Specifically, there was no evidence to show that full body skin examinations improved outcomes in patients with skin cancer, nor does the early detection of skin cancer reduce morbidity or mortality. Furthermore, there was no evidence to show whether patient self-examination was better or worse than examinations performed by their doctors. In fact, one study quoted by USPSTF indicated that patients were better than their doctors in detecting skin cancer. The keystone for these conclusions lies with the lack of well-constructed, adequately powered randomized control trials in the area.
After first reading the report, I was skeptical that the authors had even thought this through. How can it be possible that screening someone for one of the most common cancers of all time be such a waste of time?
However, after reviewing it again (after a few glasses of fine Cabernet), there are two issues that deserve further examination. First, despite the lack of very large RCTs, there is substantial evidence that primary care physicians have difficulty in recognizing skin cancer lesions.
Second, even while the risks for harm caused by the biopsy, potential for over-diagnosis and the anxiety produced during the wait for the diagnosis was small, the USPSTF felt that it would take the average primary care physician over 10 minutes to do a full body skin examination. Apparently, the 10 minutes spent on the skin examination was an opportunity cost that prevented a discussion on smoking cessation or dietary counseling.
If we want our primary care colleagues to help shoulder the burden, we must provide them with the proper tools. Unfortunately, dermatology training in the undergraduate curriculum and in postgraduate training is almost extinct.
Even if we cannot get more face time with the students and residents, perhaps we can focus on the preceptors, those with whom the students spend most of their time. A one-hour lecture with students cannot compare with a long-term exposure and application of proper examination skills performed by one of their mentors in the clinic. A kind of "Train the Trainer" model that has been successful in other areas.
The second issue of examination time is a little more ponderous. While it is conceivable that if you don’t know what you are looking for, it could take you a long time to do it. However, a study by Zalaudek published in the Archives of Dermatology shows that a cutaneous skin examination performed by a dermatologist takes about 70 seconds, and almost 3 minutes if using a dermatoscope. While dermatologists are much more facile in doing CSEs, it is not difficult to think that primary care physicians can learn to inspect the skin in zones within the same timespan. To dismiss the value of skin examinations based on the fact it may take too long is not defensible.
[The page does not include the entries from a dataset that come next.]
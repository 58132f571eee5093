//! # Organization Repository
//!
//! Shops and their default business hours.

use chrono::{NaiveTime, Utc};
use sqlx::{SqliteConnection, SqlitePool};
use tracing::debug;

use crate::error::{DbError, DbResult, ServiceResult};
use crate::repository::new_id;
use fade_core::schedule::shop_offset;
use fade_core::validation::{validate_name, validate_window};
use fade_core::Organization;

const COLUMNS: &str = "id, name, opens_at, closes_at, utc_offset_minutes, created_at";

/// Repository for organization rows.
#[derive(Debug, Clone)]
pub struct OrganizationRepository {
    pool: SqlitePool,
}

impl OrganizationRepository {
    pub fn new(pool: SqlitePool) -> Self {
        OrganizationRepository { pool }
    }

    /// Creates a shop.
    ///
    /// ## Arguments
    /// * `opens_at` / `closes_at` - Default hours for barbers without an override
    /// * `utc_offset_minutes` - Shop-local clock offset from UTC
    pub async fn create(
        &self,
        name: &str,
        opens_at: NaiveTime,
        closes_at: NaiveTime,
        utc_offset_minutes: i32,
    ) -> ServiceResult<Organization> {
        validate_name("name", name)?;
        validate_window(opens_at, closes_at)?;
        shop_offset(utc_offset_minutes)?;

        let org = Organization {
            id: new_id(),
            name: name.trim().to_string(),
            opens_at,
            closes_at,
            utc_offset_minutes,
            created_at: Utc::now(),
        };

        debug!(id = %org.id, name = %org.name, "Inserting organization");

        sqlx::query(
            "INSERT INTO organizations (id, name, opens_at, closes_at, utc_offset_minutes, created_at)
             VALUES (?1, ?2, ?3, ?4, ?5, ?6)",
        )
        .bind(&org.id)
        .bind(&org.name)
        .bind(org.opens_at)
        .bind(org.closes_at)
        .bind(org.utc_offset_minutes)
        .bind(org.created_at)
        .execute(&self.pool)
        .await
        .map_err(DbError::from)?;

        Ok(org)
    }

    /// Gets an organization by ID.
    pub async fn get_by_id(&self, id: &str) -> DbResult<Option<Organization>> {
        let mut conn = self.pool.acquire().await?;
        find(&mut conn, id).await
    }
}

pub(crate) async fn find(conn: &mut SqliteConnection, id: &str) -> DbResult<Option<Organization>> {
    let sql = format!("SELECT {COLUMNS} FROM organizations WHERE id = ?1");
    let org = sqlx::query_as::<_, Organization>(&sql)
        .bind(id)
        .fetch_optional(&mut *conn)
        .await?;
    Ok(org)
}

/// Like [`find`], but a missing row is an error.
pub(crate) async fn require(conn: &mut SqliteConnection, id: &str) -> DbResult<Organization> {
    find(conn, id)
        .await?
        .ok_or_else(|| DbError::not_found("Organization", id))
}
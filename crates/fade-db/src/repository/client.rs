//! # Client Repository
//!
//! Clients are identified by their normalized phone inside an organization.
//!
//! ## Find-or-Create
//! ```text
//! book(name, phone) ──► normalize_phone ──► SELECT by (org, phone)
//!                                                │
//!                              0 rows ◄──────────┼──────────► 1 row: reuse
//!                                │               │
//!                                ▼               └──► 2+ rows: MultipleRows
//!                             INSERT
//! ```

use chrono::Utc;
use sqlx::{SqliteConnection, SqlitePool};
use tracing::debug;

use crate::error::{DbError, DbResult, ServiceResult};
use crate::repository::{maybe_single, new_id};
use fade_core::validation::{normalize_phone, validate_name};
use fade_core::Client;

const COLUMNS: &str = "id, organization_id, name, phone, email, created_at";

/// Repository for client rows.
#[derive(Debug, Clone)]
pub struct ClientRepository {
    pool: SqlitePool,
}

impl ClientRepository {
    pub fn new(pool: SqlitePool) -> Self {
        ClientRepository { pool }
    }

    /// Looks a client up by phone ("maybe single").
    ///
    /// ## Returns
    /// * `Ok(None)` - No client with that phone
    /// * `Err(DbError::MultipleRows)` - Data is inconsistent
    pub async fn find_by_phone(&self, organization_id: &str, phone: &str) -> ServiceResult<Option<Client>> {
        let phone = normalize_phone(phone)?;
        let mut conn = self.pool.acquire().await.map_err(DbError::from)?;
        Ok(find_by_phone(&mut conn, organization_id, &phone).await?)
    }

    pub async fn get(&self, id: &str) -> DbResult<Option<Client>> {
        let sql = format!("SELECT {COLUMNS} FROM clients WHERE id = ?1");
        let client = sqlx::query_as::<_, Client>(&sql)
            .bind(id)
            .fetch_optional(&self.pool)
            .await?;
        Ok(client)
    }

    /// Creates a client.
    ///
    /// ## Returns
    /// * `Err(DbError::UniqueViolation)` - Phone already registered
    pub async fn create(
        &self,
        organization_id: &str,
        name: &str,
        phone: &str,
        email: Option<&str>,
    ) -> ServiceResult<Client> {
        validate_name("client_name", name)?;
        let phone = normalize_phone(phone)?;

        let mut conn = self.pool.acquire().await.map_err(DbError::from)?;
        Ok(insert(&mut conn, organization_id, name, &phone, email).await?)
    }
}

pub(crate) async fn find_by_phone(
    conn: &mut SqliteConnection,
    organization_id: &str,
    phone: &str,
) -> DbResult<Option<Client>> {
    let sql = format!("SELECT {COLUMNS} FROM clients WHERE organization_id = ?1 AND phone = ?2");
    let rows = sqlx::query_as::<_, Client>(&sql)
        .bind(organization_id)
        .bind(phone)
        .fetch_all(&mut *conn)
        .await?;
    maybe_single(rows, "Client")
}

async fn insert(
    conn: &mut SqliteConnection,
    organization_id: &str,
    name: &str,
    phone: &str,
    email: Option<&str>,
) -> DbResult<Client> {
    let client = Client {
        id: new_id(),
        organization_id: organization_id.to_string(),
        name: name.trim().to_string(),
        phone: phone.to_string(),
        email: email.map(|e| e.trim().to_string()).filter(|e| !e.is_empty()),
        created_at: Utc::now(),
    };

    debug!(id = %client.id, phone = %client.phone, "Inserting client");

    sqlx::query(
        "INSERT INTO clients (id, organization_id, name, phone, email, created_at)
         VALUES (?1, ?2, ?3, ?4, ?5, ?6)",
    )
    .bind(&client.id)
    .bind(&client.organization_id)
    .bind(&client.name)
    .bind(&client.phone)
    .bind(&client.email)
    .bind(client.created_at)
    .execute(&mut *conn)
    .await?;

    Ok(client)
}

/// Returns the client with `phone`, creating it with `name` if absent.
///
/// `phone` must already be normalized. An existing client keeps its stored
/// name.
pub(crate) async fn find_or_create(
    conn: &mut SqliteConnection,
    organization_id: &str,
    name: &str,
    phone: &str,
    email: Option<&str>,
) -> DbResult<Client> {
    if let Some(existing) = find_by_phone(conn, organization_id, phone).await? {
        return Ok(existing);
    }
    insert(conn, organization_id, name, phone, email).await
}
Is there anything that we as dermatologists can do to ensure that this valuable procedure is not denied to our patients? The precious RCT will not be forthcoming. It is estimated that it would take over 800,000 patients to drive a sufficiently powered study to explore the utility of skin examinations. Even in Australia, where the incidence of skin cancer is much higher than in North America, over 400,000 patients would need to be recruited.
Instead of a large scale approach, perhaps a more subtle, intimate and subversive approach would be more useful. Call up your local university or postgraduate training program, and find out who the key preceptors are in the institution. Invite them to meet with you to outline your concerns that their primary care residents are not learning a valuable skill, and teach these preceptors the skills to provide a thorough skin examination in an efficient and effective way. Then touch base occasionally to offer your assistance to reinforce the skills. In this way, you can start your own little revolution, and help to elevate the quality of care in their patients.
At least that’s the way it looks from up here.